# What needs to be done
Find each line in the records below that contains the word "models", and copy it out.
┄┄┄┄┄┄┄┄┄┄
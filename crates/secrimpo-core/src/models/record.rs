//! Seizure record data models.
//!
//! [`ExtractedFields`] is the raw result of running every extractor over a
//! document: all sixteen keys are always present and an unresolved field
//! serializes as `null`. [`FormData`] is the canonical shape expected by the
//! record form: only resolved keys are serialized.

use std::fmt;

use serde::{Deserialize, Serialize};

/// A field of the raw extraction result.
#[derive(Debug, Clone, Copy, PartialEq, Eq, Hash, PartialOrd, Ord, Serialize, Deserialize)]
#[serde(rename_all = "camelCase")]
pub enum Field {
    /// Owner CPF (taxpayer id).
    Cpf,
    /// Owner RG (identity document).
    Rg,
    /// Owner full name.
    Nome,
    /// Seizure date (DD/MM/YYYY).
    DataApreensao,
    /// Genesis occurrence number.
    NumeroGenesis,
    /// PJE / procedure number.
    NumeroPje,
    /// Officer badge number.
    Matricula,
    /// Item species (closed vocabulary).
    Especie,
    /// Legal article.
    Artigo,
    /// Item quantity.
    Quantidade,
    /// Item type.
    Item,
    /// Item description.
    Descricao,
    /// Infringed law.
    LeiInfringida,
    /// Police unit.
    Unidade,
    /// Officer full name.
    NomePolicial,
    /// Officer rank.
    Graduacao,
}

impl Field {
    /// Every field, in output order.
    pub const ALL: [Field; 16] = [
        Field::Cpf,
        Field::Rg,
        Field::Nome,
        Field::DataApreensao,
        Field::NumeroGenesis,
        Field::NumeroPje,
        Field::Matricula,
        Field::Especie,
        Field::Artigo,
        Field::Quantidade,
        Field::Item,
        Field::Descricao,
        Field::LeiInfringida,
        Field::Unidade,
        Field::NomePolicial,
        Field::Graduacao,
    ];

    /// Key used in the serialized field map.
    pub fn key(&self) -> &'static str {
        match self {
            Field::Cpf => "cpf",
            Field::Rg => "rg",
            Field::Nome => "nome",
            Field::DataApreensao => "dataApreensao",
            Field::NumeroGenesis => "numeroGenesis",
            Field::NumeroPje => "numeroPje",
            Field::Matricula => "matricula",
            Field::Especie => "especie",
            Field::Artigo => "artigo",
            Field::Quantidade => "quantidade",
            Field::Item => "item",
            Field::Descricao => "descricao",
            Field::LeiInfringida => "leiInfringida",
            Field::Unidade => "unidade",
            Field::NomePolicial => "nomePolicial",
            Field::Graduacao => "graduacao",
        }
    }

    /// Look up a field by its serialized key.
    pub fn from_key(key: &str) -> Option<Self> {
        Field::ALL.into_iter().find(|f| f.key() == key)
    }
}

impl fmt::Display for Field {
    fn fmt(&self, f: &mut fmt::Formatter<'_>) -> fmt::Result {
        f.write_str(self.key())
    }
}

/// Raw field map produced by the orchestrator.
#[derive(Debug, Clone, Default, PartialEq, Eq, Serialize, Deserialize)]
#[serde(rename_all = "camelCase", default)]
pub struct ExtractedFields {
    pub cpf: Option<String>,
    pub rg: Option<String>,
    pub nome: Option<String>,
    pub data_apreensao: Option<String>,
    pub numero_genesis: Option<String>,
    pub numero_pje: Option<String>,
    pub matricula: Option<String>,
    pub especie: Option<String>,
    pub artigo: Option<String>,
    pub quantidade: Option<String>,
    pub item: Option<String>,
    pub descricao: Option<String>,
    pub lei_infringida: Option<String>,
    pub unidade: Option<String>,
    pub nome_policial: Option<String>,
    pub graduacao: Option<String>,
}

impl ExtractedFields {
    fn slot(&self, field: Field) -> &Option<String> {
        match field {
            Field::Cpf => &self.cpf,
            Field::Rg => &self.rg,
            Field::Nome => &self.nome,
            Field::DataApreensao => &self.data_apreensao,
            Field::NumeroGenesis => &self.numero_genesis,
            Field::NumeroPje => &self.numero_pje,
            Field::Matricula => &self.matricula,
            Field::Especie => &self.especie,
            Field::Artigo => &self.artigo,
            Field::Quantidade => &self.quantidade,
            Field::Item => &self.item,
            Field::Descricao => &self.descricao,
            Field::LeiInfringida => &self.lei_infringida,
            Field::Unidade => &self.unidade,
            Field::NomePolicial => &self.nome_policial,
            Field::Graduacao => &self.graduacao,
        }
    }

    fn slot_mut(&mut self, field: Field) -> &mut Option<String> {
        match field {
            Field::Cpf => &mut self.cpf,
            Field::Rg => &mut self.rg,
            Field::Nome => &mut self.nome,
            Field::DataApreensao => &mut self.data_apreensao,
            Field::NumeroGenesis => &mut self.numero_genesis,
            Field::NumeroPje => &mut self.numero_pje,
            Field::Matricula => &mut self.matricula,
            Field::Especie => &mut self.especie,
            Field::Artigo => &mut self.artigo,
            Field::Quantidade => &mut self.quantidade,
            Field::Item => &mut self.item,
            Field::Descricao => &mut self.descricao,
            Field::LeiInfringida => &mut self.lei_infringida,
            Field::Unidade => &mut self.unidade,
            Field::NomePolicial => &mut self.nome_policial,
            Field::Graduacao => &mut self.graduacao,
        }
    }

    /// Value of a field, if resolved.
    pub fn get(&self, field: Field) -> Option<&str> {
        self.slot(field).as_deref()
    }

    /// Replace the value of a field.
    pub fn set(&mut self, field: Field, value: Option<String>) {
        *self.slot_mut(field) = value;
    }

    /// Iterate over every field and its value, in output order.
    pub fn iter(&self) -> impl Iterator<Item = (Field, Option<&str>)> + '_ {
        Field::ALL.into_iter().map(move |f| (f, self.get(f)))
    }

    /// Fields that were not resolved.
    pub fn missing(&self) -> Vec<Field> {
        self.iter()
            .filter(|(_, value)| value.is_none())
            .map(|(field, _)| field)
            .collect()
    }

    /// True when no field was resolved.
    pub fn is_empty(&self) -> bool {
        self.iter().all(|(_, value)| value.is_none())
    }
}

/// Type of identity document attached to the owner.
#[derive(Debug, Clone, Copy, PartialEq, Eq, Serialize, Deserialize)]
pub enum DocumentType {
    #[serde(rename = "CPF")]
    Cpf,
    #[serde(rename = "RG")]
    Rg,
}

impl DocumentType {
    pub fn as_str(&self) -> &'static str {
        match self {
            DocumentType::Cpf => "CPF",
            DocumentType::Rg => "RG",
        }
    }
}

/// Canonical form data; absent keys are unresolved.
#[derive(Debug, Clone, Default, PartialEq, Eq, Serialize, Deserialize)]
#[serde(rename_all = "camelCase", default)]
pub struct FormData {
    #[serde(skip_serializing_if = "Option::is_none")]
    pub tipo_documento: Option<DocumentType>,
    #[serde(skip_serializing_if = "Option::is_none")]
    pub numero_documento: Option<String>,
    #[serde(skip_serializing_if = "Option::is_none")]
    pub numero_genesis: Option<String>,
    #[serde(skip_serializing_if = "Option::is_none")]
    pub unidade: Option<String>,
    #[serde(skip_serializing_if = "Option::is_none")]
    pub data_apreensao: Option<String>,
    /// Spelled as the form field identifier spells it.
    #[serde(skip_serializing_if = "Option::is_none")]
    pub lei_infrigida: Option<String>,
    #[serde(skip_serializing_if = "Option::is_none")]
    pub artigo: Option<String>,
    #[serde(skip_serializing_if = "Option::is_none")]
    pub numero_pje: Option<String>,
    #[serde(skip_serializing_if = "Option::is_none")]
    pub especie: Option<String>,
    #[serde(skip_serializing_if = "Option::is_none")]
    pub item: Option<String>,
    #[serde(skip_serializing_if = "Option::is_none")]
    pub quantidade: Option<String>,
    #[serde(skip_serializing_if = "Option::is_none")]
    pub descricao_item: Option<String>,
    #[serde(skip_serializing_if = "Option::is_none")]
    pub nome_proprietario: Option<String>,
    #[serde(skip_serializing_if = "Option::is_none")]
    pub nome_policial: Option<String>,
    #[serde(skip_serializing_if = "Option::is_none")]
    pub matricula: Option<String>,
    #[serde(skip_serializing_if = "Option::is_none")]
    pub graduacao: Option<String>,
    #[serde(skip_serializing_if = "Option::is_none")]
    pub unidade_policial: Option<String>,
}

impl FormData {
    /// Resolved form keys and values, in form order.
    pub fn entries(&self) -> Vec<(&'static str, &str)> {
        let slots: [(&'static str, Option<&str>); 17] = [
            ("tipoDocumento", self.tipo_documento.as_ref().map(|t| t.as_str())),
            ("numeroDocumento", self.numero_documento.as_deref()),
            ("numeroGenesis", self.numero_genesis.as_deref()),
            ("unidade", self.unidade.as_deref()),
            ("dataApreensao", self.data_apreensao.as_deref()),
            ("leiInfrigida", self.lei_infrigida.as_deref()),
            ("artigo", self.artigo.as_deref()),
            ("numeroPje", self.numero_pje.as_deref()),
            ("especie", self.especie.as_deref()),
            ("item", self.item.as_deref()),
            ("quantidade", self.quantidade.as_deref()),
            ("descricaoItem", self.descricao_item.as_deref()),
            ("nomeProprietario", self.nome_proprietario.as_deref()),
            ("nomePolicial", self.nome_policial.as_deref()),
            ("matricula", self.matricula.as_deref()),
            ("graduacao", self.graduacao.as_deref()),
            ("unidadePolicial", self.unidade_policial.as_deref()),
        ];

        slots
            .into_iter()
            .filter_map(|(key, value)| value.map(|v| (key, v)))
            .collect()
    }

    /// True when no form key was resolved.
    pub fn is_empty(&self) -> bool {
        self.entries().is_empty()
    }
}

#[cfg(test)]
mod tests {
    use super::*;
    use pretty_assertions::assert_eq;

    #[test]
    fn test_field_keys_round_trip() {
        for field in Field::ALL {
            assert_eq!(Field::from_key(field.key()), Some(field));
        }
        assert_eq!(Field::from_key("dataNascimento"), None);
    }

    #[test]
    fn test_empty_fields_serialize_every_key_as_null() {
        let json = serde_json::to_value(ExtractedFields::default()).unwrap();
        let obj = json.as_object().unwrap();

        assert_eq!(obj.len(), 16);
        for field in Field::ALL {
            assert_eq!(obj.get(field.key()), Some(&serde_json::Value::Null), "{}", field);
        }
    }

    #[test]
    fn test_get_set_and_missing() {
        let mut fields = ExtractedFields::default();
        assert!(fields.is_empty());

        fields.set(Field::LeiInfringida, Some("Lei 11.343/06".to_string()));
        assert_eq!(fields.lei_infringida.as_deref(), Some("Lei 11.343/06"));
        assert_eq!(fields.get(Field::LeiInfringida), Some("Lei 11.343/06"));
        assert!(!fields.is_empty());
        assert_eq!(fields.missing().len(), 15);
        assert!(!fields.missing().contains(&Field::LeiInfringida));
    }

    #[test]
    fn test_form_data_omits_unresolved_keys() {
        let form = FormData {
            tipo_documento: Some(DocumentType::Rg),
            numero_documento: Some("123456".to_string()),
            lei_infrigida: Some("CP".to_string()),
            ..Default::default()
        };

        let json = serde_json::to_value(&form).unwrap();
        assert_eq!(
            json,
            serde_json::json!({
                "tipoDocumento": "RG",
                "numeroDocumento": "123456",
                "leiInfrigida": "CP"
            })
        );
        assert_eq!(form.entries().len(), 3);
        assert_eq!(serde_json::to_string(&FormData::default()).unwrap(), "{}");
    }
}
┄┄┄┄┄┄┄┄┄┄
# Task solution
filename crates/secrimpo-core/src/models/record.rs
//! Seizure record data models.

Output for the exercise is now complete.